Last March, a set of new state laws limiting the use of solitary confinement to no more than 15 consecutive days went into effect under the “#HaltSolitary” measure signed into law in April by then-Gov. Andrew Cuomo. The measure also prohibits solitary confinement for minors and people with mental illness and other medical issues.
But prison officials have ignored some of the new rules — and most state lawmakers failed to bring up the issue during a recent Albany hearing with state Department of Corrections and Community Supervision Acting Commissioner Anthony Annucci, according to a report by New York Focus.
As for New York City, former Mayor Bill de Blasio in June 2020 promised to eliminate the punishment, invoking the death of Polanco.
But the board’s new Risk Management Accountability System has been put on hold by de Blasio and Adams who have cited ongoing chaos behind bars.
Board at Work
The battle over solitary confinement comes as the Board of Correction was supposed to vote Thursday on a proposed mail and package delivery system meant to stem the tide of contraband.
The board’s meeting was canceled because the audio wasn’t working on the online stream. No new date has been set yet.

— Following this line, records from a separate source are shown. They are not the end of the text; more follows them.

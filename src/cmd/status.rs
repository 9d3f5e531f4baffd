use anyhow::{bail, Result};

use reelsmith::{Config, JobStore};

use super::{open_store, print_job};

pub async fn cmd_status(config: &Config, job_id: &str, json: bool) -> Result<()> {
    let store = open_store(config)?;
    let Some(job) = store.get(job_id).await? else {
        bail!("job {job_id} not found");
    };
    print_job(&job, json)
}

Advocates for people behind bars caution the mail system switch will trample privacy rights — and that two other states that made similar changes have seen no decrease in overdoses or drug seizures.
Also opposing the digitized mail system are 17 City Council members and city Comptroller Brad Lander.
Last month, the DOC yanked real-time video surveillance access for the Board of Correction, whose officials have slammed the new policy and are looking into possibly challenging it in court, according to a source on the panel.
The executive director of the Board of Correction, Amanda Masters, is leaving in protest by next month.
Meanwhile, the ongoing jostling over the solitary legislation has national implications, according to advocates for people behind bars.
“With widespread bipartisan public support across the country to end solitary confinement, all eyes are on New York City,” said Jessica Sandoval, director of the national Unlock the Box Campaign.
Sandoval urged City Council to pass the legislation and Adams to sign it into law.
“Doing so will not only relieve suffering, save lives, and improve safety in New York City,” she said, “but will help spur the growing momentum to end solitary in other states and localities.”